▶ **Problem**:
Say how many lines in the entries below mention "authority", with no other words.

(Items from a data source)
========================

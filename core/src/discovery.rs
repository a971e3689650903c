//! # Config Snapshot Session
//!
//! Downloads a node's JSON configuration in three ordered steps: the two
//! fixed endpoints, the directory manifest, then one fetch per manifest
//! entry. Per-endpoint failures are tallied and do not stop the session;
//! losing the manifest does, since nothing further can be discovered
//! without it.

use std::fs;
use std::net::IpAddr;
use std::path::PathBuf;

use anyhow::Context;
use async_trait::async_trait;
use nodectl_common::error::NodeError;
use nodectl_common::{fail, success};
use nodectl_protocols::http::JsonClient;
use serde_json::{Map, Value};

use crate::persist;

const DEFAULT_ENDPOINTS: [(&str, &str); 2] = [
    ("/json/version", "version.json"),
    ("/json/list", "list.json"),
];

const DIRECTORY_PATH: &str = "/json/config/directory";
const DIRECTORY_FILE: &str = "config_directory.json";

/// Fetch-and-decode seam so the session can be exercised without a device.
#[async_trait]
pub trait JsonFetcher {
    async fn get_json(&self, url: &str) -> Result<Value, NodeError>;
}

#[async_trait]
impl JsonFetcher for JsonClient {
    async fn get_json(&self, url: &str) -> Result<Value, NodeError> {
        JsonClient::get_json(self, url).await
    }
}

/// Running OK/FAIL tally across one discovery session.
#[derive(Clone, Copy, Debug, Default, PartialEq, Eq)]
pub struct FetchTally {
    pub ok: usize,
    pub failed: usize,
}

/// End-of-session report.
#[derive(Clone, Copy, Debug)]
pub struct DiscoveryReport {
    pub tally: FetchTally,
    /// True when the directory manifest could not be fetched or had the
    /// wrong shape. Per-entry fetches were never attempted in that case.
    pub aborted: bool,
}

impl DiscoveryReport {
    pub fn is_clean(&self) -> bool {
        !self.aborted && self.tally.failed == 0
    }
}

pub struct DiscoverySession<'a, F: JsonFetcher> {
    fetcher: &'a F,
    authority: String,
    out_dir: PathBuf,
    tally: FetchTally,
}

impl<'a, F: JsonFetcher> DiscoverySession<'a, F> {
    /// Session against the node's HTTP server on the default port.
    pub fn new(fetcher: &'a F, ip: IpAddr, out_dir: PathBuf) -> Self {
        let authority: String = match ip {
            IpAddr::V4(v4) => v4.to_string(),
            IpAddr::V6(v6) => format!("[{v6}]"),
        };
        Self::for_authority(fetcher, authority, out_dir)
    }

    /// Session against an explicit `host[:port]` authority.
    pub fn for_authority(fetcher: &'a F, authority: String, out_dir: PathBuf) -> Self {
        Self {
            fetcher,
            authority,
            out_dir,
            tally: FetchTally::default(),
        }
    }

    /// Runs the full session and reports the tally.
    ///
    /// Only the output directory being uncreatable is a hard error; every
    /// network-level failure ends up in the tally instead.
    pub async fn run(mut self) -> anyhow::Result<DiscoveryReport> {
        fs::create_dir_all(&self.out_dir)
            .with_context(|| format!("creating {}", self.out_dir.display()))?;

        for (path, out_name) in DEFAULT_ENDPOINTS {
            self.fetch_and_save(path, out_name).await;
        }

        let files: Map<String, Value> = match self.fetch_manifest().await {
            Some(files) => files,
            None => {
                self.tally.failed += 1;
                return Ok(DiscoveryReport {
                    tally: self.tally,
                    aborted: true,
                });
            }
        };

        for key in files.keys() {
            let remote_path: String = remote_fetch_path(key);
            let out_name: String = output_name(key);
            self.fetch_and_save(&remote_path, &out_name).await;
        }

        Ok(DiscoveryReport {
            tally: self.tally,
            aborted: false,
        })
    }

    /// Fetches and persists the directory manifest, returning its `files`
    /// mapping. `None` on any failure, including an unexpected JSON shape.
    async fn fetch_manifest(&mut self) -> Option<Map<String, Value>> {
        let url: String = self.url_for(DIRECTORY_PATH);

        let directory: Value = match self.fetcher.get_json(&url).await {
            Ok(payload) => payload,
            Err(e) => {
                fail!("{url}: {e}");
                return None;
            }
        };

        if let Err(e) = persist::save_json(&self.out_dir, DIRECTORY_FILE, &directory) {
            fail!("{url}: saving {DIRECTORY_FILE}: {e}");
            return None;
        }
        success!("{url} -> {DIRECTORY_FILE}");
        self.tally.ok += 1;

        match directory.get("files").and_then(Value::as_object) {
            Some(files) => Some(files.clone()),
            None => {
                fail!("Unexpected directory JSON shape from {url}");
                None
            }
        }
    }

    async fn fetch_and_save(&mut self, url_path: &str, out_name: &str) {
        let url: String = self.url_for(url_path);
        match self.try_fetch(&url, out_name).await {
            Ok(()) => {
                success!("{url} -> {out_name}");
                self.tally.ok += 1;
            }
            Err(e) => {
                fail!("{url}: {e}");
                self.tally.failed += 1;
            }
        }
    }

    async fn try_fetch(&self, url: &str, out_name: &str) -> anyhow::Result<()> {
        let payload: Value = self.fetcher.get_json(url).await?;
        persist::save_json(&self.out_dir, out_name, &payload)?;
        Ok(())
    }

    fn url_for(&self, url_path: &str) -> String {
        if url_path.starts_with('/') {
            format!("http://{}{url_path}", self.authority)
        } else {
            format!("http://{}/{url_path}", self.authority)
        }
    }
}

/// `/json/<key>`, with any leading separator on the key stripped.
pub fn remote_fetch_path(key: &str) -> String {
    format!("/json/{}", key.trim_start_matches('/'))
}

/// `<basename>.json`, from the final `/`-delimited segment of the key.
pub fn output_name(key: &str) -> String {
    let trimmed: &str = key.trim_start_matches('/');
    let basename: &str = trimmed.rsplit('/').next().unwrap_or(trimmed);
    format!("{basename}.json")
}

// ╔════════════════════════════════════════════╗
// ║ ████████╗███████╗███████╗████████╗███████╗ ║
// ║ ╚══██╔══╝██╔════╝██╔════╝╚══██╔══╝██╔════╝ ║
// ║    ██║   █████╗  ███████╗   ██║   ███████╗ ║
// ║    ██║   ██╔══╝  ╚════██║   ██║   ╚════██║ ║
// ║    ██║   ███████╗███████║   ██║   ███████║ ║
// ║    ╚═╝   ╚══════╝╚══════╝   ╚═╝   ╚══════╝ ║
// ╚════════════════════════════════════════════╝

========================

▶ **Answer to this task**:
8